Task objective
Type out each entry exactly.

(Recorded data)
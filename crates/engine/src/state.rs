//! Shared engine state.
//!
//! [`SystemState`] is passed around by `Arc`. Every field has one writer at
//! a time:
//!
//! | field             | writer                                   |
//! |-------------------|------------------------------------------|
//! | `monitoring`      | `Monitor` on start/stop, orchestrator on fault |
//! | `capturing`       | burst capture (through `CapturingGuard`) |
//! | `motion_detected` | orchestrator                             |
//! | `last_motion`     | orchestrator                             |
//! | `active_profile`  | calibrator                               |
//! | `fault`           | `Monitor` on start, orchestrator on fault |
//!
//! Scalars are atomics so status readers never wait on the loops.

use std::sync::atomic::{AtomicBool, AtomicI64, AtomicU8, Ordering};
use std::sync::{Mutex, RwLock};

use chrono::{DateTime, Local, TimeZone};

use stillwatch_common::config::MonitorSettings;
use stillwatch_model::{CameraProfile, StatusReport};

const NO_TIMESTAMP: i64 = i64::MIN;

#[derive(Debug)]
pub struct SystemState {
    monitoring: AtomicBool,
    capturing: AtomicBool,
    motion_detected: AtomicBool,
    last_motion_ms: AtomicI64,
    active_profile: AtomicU8,
    fault: Mutex<Option<String>>,
}

impl Default for SystemState {
    fn default() -> Self {
        Self {
            monitoring: AtomicBool::new(false),
            capturing: AtomicBool::new(false),
            motion_detected: AtomicBool::new(false),
            last_motion_ms: AtomicI64::new(NO_TIMESTAMP),
            active_profile: AtomicU8::new(encode_profile(None)),
            fault: Mutex::new(None),
        }
    }
}

impl SystemState {
    pub fn new() -> Self {
        Self::default()
    }

    pub fn is_monitoring(&self) -> bool {
        self.monitoring.load(Ordering::SeqCst)
    }

    pub fn set_monitoring(&self, value: bool) {
        self.monitoring.store(value, Ordering::SeqCst);
    }

    pub fn is_capturing(&self) -> bool {
        self.capturing.load(Ordering::SeqCst)
    }

    pub fn set_capturing(&self, value: bool) {
        self.capturing.store(value, Ordering::SeqCst);
    }

    pub fn motion_detected(&self) -> bool {
        self.motion_detected.load(Ordering::SeqCst)
    }

    pub fn set_motion_detected(&self, value: bool) {
        self.motion_detected.store(value, Ordering::SeqCst);
    }

    /// Mark motion at `at`.
    pub fn record_motion(&self, at: DateTime<Local>) {
        self.last_motion_ms.store(at.timestamp_millis(), Ordering::SeqCst);
        self.motion_detected.store(true, Ordering::SeqCst);
    }

    pub fn last_motion(&self) -> Option<DateTime<Local>> {
        match self.last_motion_ms.load(Ordering::SeqCst) {
            NO_TIMESTAMP => None,
            ms => Local.timestamp_millis_opt(ms).single(),
        }
    }

    pub fn active_profile(&self) -> Option<CameraProfile> {
        decode_profile(self.active_profile.load(Ordering::SeqCst))
    }

    pub fn set_active_profile(&self, profile: Option<CameraProfile>) {
        self.active_profile
            .store(encode_profile(profile), Ordering::SeqCst);
    }

    pub fn fault(&self) -> Option<String> {
        self.fault.lock().unwrap_or_else(|e| e.into_inner()).clone()
    }

    pub fn set_fault(&self, fault: Option<String>) {
        *self.fault.lock().unwrap_or_else(|e| e.into_inner()) = fault;
    }

    /// Copy the state into a [`StatusReport`]. `camera_streaming` is owned by
    /// the camera resource and filled in by the caller.
    pub fn snapshot(&self) -> StatusReport {
        StatusReport {
            monitoring: self.is_monitoring(),
            capturing: self.is_capturing(),
            motion_detected: self.motion_detected(),
            last_motion: self.last_motion(),
            active_profile: self.active_profile(),
            camera_streaming: false,
            fault: self.fault(),
        }
    }
}

fn encode_profile(profile: Option<CameraProfile>) -> u8 {
    match profile {
        None => 0,
        Some(CameraProfile::Day) => 1,
        Some(CameraProfile::Dusk) => 2,
        Some(CameraProfile::Night) => 3,
    }
}

fn decode_profile(raw: u8) -> Option<CameraProfile> {
    match raw {
        1 => Some(CameraProfile::Day),
        2 => Some(CameraProfile::Dusk),
        3 => Some(CameraProfile::Night),
        _ => None,
    }
}

/// Live monitor settings. The orchestrator reads a copy every frame, so
/// changes that do not touch the region set apply without a restart.
#[derive(Debug, Default)]
pub struct SharedSettings {
    inner: RwLock<MonitorSettings>,
}

impl SharedSettings {
    pub fn new(settings: MonitorSettings) -> Self {
        Self {
            inner: RwLock::new(settings),
        }
    }

    pub fn get(&self) -> MonitorSettings {
        self.inner.read().unwrap_or_else(|e| e.into_inner()).clone()
    }

    /// Run `f` with exclusive access to the settings.
    pub fn update<T>(&self, f: impl FnOnce(&mut MonitorSettings) -> T) -> T {
        let mut guard = self.inner.write().unwrap_or_else(|e| e.into_inner());
        f(&mut guard)
    }
}

#[cfg(test)]
mod tests {
    use super::*;

    #[test]
    fn fresh_state_reports_nothing() {
        let report = SystemState::new().snapshot();
        assert_eq!(report, StatusReport::default());
    }

    #[test]
    fn profile_round_trips_through_the_atomic() {
        let state = SystemState::new();
        for profile in CameraProfile::ALL {
            state.set_active_profile(Some(profile));
            assert_eq!(state.active_profile(), Some(profile));
        }
        state.set_active_profile(None);
        assert_eq!(state.active_profile(), None);
    }

    #[test]
    fn record_motion_sets_flag_and_time() {
        let state = SystemState::new();
        let at = Local.with_ymd_and_hms(2026, 5, 6, 7, 8, 9).unwrap();
        state.record_motion(at);
        let report = state.snapshot();
        assert!(report.motion_detected);
        assert_eq!(report.last_motion, Some(at));
    }

    #[test]
    fn settings_update_is_visible_to_readers() {
        let settings = SharedSettings::new(MonitorSettings::default());
        settings.update(|s| s.motion_threshold = 42);
        assert_eq!(settings.get().motion_threshold, 42);
    }
}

Task answer
filename crates/engine/src/state.rs
//! Shared engine state.
//!
//! [`SystemState`] is passed around by `Arc`. Every field has one writer at
//! a time:
//!
//! | field             | writer                                   |
//! |-------------------|------------------------------------------|
//! | `monitoring`      | `Monitor` on start/stop, orchestrator on fault |
//! | `capturing`       | burst capture (through `CapturingGuard`) |
//! | `motion_detected` | orchestrator                             |
//! | `last_motion`     | orchestrator                             |
//! | `active_profile`  | calibrator                               |
//! | `fault`           | `Monitor` on start, orchestrator on fault |
//!
//! Scalars are atomics so status readers never wait on the loops.

use std::sync::atomic::{AtomicBool, AtomicI64, AtomicU8, Ordering};
use std::sync::{Mutex, RwLock};

use chrono::{DateTime, Local, TimeZone};

use stillwatch_common::config::MonitorSettings;
use stillwatch_model::{CameraProfile, StatusReport};

const NO_TIMESTAMP: i64 = i64::MIN;

#[derive(Debug)]
pub struct SystemState {
    monitoring: AtomicBool,
    capturing: AtomicBool,
    motion_detected: AtomicBool,
    last_motion_ms: AtomicI64,
    active_profile: AtomicU8,
    fault: Mutex<Option<String>>,
}

impl Default for SystemState {
    fn default() -> Self {
        Self {
            monitoring: AtomicBool::new(false),
            capturing: AtomicBool::new(false),
            motion_detected: AtomicBool::new(false),
            last_motion_ms: AtomicI64::new(NO_TIMESTAMP),
            active_profile: AtomicU8::new(encode_profile(None)),
            fault: Mutex::new(None),
        }
    }
}

impl SystemState {
    pub fn new() -> Self {
        Self::default()
    }

    pub fn is_monitoring(&self) -> bool {
        self.monitoring.load(Ordering::SeqCst)
    }

    pub fn set_monitoring(&self, value: bool) {
        self.monitoring.store(value, Ordering::SeqCst);
    }

    pub fn is_capturing(&self) -> bool {
        self.capturing.load(Ordering::SeqCst)
    }

    pub fn set_capturing(&self, value: bool) {
        self.capturing.store(value, Ordering::SeqCst);
    }

    pub fn motion_detected(&self) -> bool {
        self.motion_detected.load(Ordering::SeqCst)
    }

    pub fn set_motion_detected(&self, value: bool) {
        self.motion_detected.store(value, Ordering::SeqCst);
    }

    /// Mark motion at `at`.
    pub fn record_motion(&self, at: DateTime<Local>) {
        self.last_motion_ms.store(at.timestamp_millis(), Ordering::SeqCst);
        self.motion_detected.store(true, Ordering::SeqCst);
    }

    pub fn last_motion(&self) -> Option<DateTime<Local>> {
        match self.last_motion_ms.load(Ordering::SeqCst) {
            NO_TIMESTAMP => None,
            ms => Local.timestamp_millis_opt(ms).single(),
        }
    }

    pub fn active_profile(&self) -> Option<CameraProfile> {
        decode_profile(self.active_profile.load(Ordering::SeqCst))
    }

    pub fn set_active_profile(&self, profile: Option<CameraProfile>) {
        self.active_profile
            .store(encode_profile(profile), Ordering::SeqCst);
    }

    pub fn fault(&self) -> Option<String> {
        self.fault.lock().unwrap_or_else(|e| e.into_inner()).clone()
    }

    pub fn set_fault(&self, fault: Option<String>) {
        *self.fault.lock().unwrap_or_else(|e| e.into_inner()) = fault;
    }

    /// Copy the state into a [`StatusReport`]. `camera_streaming` is owned by
    /// the camera resource and filled in by the caller.
    pub fn snapshot(&self) -> StatusReport {
        StatusReport {
            monitoring: self.is_monitoring(),
            capturing: self.is_capturing(),
            motion_detected: self.motion_detected(),
            last_motion: self.last_motion(),
            active_profile: self.active_profile(),
            camera_streaming: false,
            fault: self.fault(),
        }
    }
}

fn encode_profile(profile: Option<CameraProfile>) -> u8 {
    match profile {
        None => 0,
        Some(CameraProfile::Day) => 1,
        Some(CameraProfile::Dusk) => 2,
        Some(CameraProfile::Night) => 3,
    }
}

fn decode_profile(raw: u8) -> Option<CameraProfile> {
    match raw {
        1 => Some(CameraProfile::Day),
        2 => Some(CameraProfile::Dusk),
        3 => Some(CameraProfile::Night),
        _ => None,
    }
}

/// Live monitor settings. The orchestrator reads a copy every frame, so
/// changes that do not touch the region set apply without a restart.
#[derive(Debug, Default)]
pub struct SharedSettings {
    inner: RwLock<MonitorSettings>,
}

impl SharedSettings {
    pub fn new(settings: MonitorSettings) -> Self {
        Self {
            inner: RwLock::new(settings),
        }
    }

    pub fn get(&self) -> MonitorSettings {
        self.inner.read().unwrap_or_else(|e| e.into_inner()).clone()
    }

    /// Run `f` with exclusive access to the settings.
    pub fn update<T>(&self, f: impl FnOnce(&mut MonitorSettings) -> T) -> T {
        let mut guard = self.inner.write().unwrap_or_else(|e| e.into_inner());
        f(&mut guard)
    }
}

#[cfg(test)]
mod tests {
    use super::*;

    #[test]
    fn fresh_state_reports_nothing() {
        let report = SystemState::new().snapshot();
        assert_eq!(report, StatusReport::default());
    }

    #[test]
    fn profile_round_trips_through_the_atomic() {
        let state = SystemState::new();
        for profile in CameraProfile::ALL {
            state.set_active_profile(Some(profile));
            assert_eq!(state.active_profile(), Some(profile));
        }
        state.set_active_profile(None);
        assert_eq!(state.active_profile(), None);
    }

    #[test]
    fn record_motion_sets_flag_and_time() {
        let state = SystemState::new();
        let at = Local.with_ymd_and_hms(2026, 5, 6, 7, 8, 9).unwrap();
        state.record_motion(at);
        let report = state.snapshot();
        assert!(report.motion_detected);
        assert_eq!(report.last_motion, Some(at));
    }

    #[test]
    fn settings_update_is_visible_to_readers() {
        let settings = SharedSettings::new(MonitorSettings::default());
        settings.update(|s| s.motion_threshold = 42);
        assert_eq!(settings.get().motion_threshold, 42);
    }
}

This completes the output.